Hormonal Control of Calcium & Phosphate Metabolism & the Physiology of Bone


Calcium is an essential intracellular-signaling molecule and also plays a variety of extracellular functions, thus the control of bodily calcium concentrations is vitally important. The components of the system that maintain calcium homeostasis include cell types that sense changes in extracellular calcium and release calcium-regulating hormones, and the targets of these hormones, including the kidneys, bones, and intestine, that respond with changes in calcium mobilization, excretion, or uptake. Three hormones are primarily concerned with the regulation of calcium metabolism.

Calcium & phosphorus metabolism

It is the free, ionized calcium in the body fluids that is a vital second messenger (see Chapter 2) and is necessary for blood coagulation, muscle contraction, and nerve function. A decrease in extracellular Ca2+ exerts a net excitatory effect on nerve and muscle cells in vivo (see Chapters 4 and 5). The result is hypocalcemic tetany, which is characterized by extensive spasms of skeletal muscle, involving especially the muscles of the extremities and the larynx. Laryngospasm can become so severe that the airway is obstructed and fatal asphyxia is produced. Ca2+ also plays an important role in blood clotting (see Chapter 32), but in vivo, fatal tetany would occur before compromising the clotting reaction.

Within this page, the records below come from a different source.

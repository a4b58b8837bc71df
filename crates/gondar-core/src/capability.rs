//! Capability classification.
//!
//! An event may satisfy several refined shapes at once. Dispatch picks one,
//! following [`PRECEDENCE`]: analytics, then custom, then user property. An
//! event with none of them takes the plain path.

use std::fmt;

use crate::event::{AnalyticsEvent, CustomEvent, Event, UserEvent};

/// A refined event shape.
#[derive(Debug, Clone, Copy, PartialEq, Eq, Hash)]
pub enum Capability {
    /// Reserved-schema analytics event.
    Analytics,
    /// Named event with fully sent parameters.
    Custom,
    /// User-property update.
    UserProperty,
}

/// Order in which capabilities are tried when an event satisfies several.
pub const PRECEDENCE: [Capability; 3] = [
    Capability::Analytics,
    Capability::Custom,
    Capability::UserProperty,
];

impl Capability {
    /// Returns `true` if `event` satisfies this capability.
    #[must_use]
    pub fn is_satisfied_by(self, event: &dyn Event) -> bool {
        match self {
            Self::Analytics => event.as_analytics().is_some(),
            Self::Custom => event.as_custom().is_some(),
            Self::UserProperty => event.as_user().is_some(),
        }
    }
}

impl fmt::Display for Capability {
    fn fmt(&self, f: &mut fmt::Formatter<'_>) -> fmt::Result {
        let name = match self {
            Self::Analytics => "analytics",
            Self::Custom => "custom",
            Self::UserProperty => "user_property",
        };
        f.write_str(name)
    }
}

/// Set of capabilities an event satisfies.
#[derive(Debug, Clone, Copy, Default, PartialEq, Eq)]
pub struct CapabilitySet {
    analytics: bool,
    custom: bool,
    user_property: bool,
}

impl CapabilitySet {
    /// Returns `true` if the set contains `capability`.
    #[must_use]
    pub fn contains(self, capability: Capability) -> bool {
        match capability {
            Capability::Analytics => self.analytics,
            Capability::Custom => self.custom,
            Capability::UserProperty => self.user_property,
        }
    }

    /// Returns `true` if the event satisfies no refined capability.
    #[must_use]
    pub fn is_empty(self) -> bool {
        !(self.analytics || self.custom || self.user_property)
    }

    /// Highest-precedence capability in the set.
    #[must_use]
    pub fn primary(self) -> Option<Capability> {
        PRECEDENCE.into_iter().find(|c| self.contains(*c))
    }
}

/// Reports every capability `event` satisfies.
#[must_use]
pub fn capabilities(event: &dyn Event) -> CapabilitySet {
    CapabilitySet {
        analytics: Capability::Analytics.is_satisfied_by(event),
        custom: Capability::Custom.is_satisfied_by(event),
        user_property: Capability::UserProperty.is_satisfied_by(event),
    }
}

/// An event viewed through the single capability dispatch will use.
#[derive(Debug, Clone, Copy)]
pub enum Classified<'a> {
    /// Dispatch as a reserved-schema analytics event.
    Analytics(&'a dyn AnalyticsEvent),
    /// Dispatch as a custom event.
    Custom(&'a dyn CustomEvent),
    /// Dispatch as a user-property update.
    UserProperty(&'a dyn UserEvent),
    /// No refined capability; dispatch under the default name.
    Plain(&'a dyn Event),
}

impl Classified<'_> {
    /// The capability chosen, or `None` for the plain path.
    #[must_use]
    pub fn capability(&self) -> Option<Capability> {
        match self {
            Self::Analytics(_) => Some(Capability::Analytics),
            Self::Custom(_) => Some(Capability::Custom),
            Self::UserProperty(_) => Some(Capability::UserProperty),
            Self::Plain(_) => None,
        }
    }
}

/// Classifies `event` by [`PRECEDENCE`].
#[must_use]
pub fn classify(event: &dyn Event) -> Classified<'_> {
    for capability in PRECEDENCE {
        let classified = match capability {
            Capability::Analytics => event.as_analytics().map(Classified::Analytics),
            Capability::Custom => event.as_custom().map(Classified::Custom),
            Capability::UserProperty => event.as_user().map(Classified::UserProperty),
        };
        if let Some(classified) = classified {
            return classified;
        }
    }
    Classified::Plain(event)
}
//! Reserved event and parameter names.

/// Event: a screen was shown.
pub const EVENT_SCREEN_VIEW: &str = "screen_view";
/// Event: checkout began.
pub const EVENT_BEGIN_CHECKOUT: &str = "begin_checkout";
/// Event: a purchase completed.
pub const EVENT_PURCHASE: &str = "purchase";
/// Event: the store (cart) was viewed.
pub const EVENT_VIEW_CART: &str = "view_cart";

// Parameter keys.
pub const PARAM_AFFILIATION: &str = "affiliation";
pub const PARAM_COUPON: &str = "coupon";
pub const PARAM_CURRENCY: &str = "currency";
pub const PARAM_ITEMS: &str = "items";
pub const PARAM_SCREEN_CLASS: &str = "screen_class";
pub const PARAM_SCREEN_NAME: &str = "screen_name";
pub const PARAM_SHIPPING: &str = "shipping";
pub const PARAM_TAX: &str = "tax";
pub const PARAM_TRANSACTION_ID: &str = "transaction_id";
pub const PARAM_VALUE: &str = "value";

Phosphate is found in ATP, cyclic adenosine monophosphate (cAMP), 2,3-diphosphoglycerate, many proteins, and other vital compounds in the body. Phosphorylation and dephosphorylation of proteins are involved in the regulation of cell function (see Chapter 2). Therefore, it is not surprising that, like calcium, phosphate metabolism is closely regulated. Total body phosphorus is 500 to 800 g (16.1–25.8 mmol), 85–90% of which is in the skeleton. Total plasma phosphorus is about 12 mg/dL, with two-thirds of this total inorganic compounds and the remaining inorganic phosphorus (Pi ) mostly in PO4 3–, HPO4 2–, and H2PO4 –. The amount of phosphorus normally entering bone is about 3 mg (97 +mol)/kg/d, with an equal amount leaving via reabsorption.

Mechanism of action

1,25 dihydroxycholecalciferol stimulates the expression of a number of gene products involved in calcium transport and handling via its receptor, which acts as a transcriptional regulator in its ligand-bound form. One group is the family of calbindin-D proteins. These are members of the troponin C superfamily of Ca2+-binding proteins that also includes calmodulin (see Chapter 2). Calbindin-Ds are found in human intestine, brain, and kidneys. In the intestinal epithelium and many other tissues, two calbindins are induced: calbindinD9K and calbindin-D28K, with molecular weights of 9,000 and 28,000, respectively. 1, 25-dihydroxycholecalciferol also increases the number of Ca2+–ATPase and TRPV6 molecules in the intestinal cells, thus, the overall capacity for absorption of dietary calcium is enhanced.

The parathyroid glands

Humans usually have four parathyroid glands: two embedded in the superior poles of the thyroid and two in its inferior poles. Each parathyroid gland is a richly vascularized disk, about 3 × 6 × 2 mm, containing two distinct types of cells. The abundant chief cells, which contain a prominent Golgi apparatus plus endoplasmic reticulum and secretory granules, synthesize and secrete parathyroid hormone (PTH). The less abundant and larger oxyphil cells contain oxyphil granules and large numbers of mitochondria in their cytoplasm. In humans, few are seen before puberty, and thereafter they increase in number with age.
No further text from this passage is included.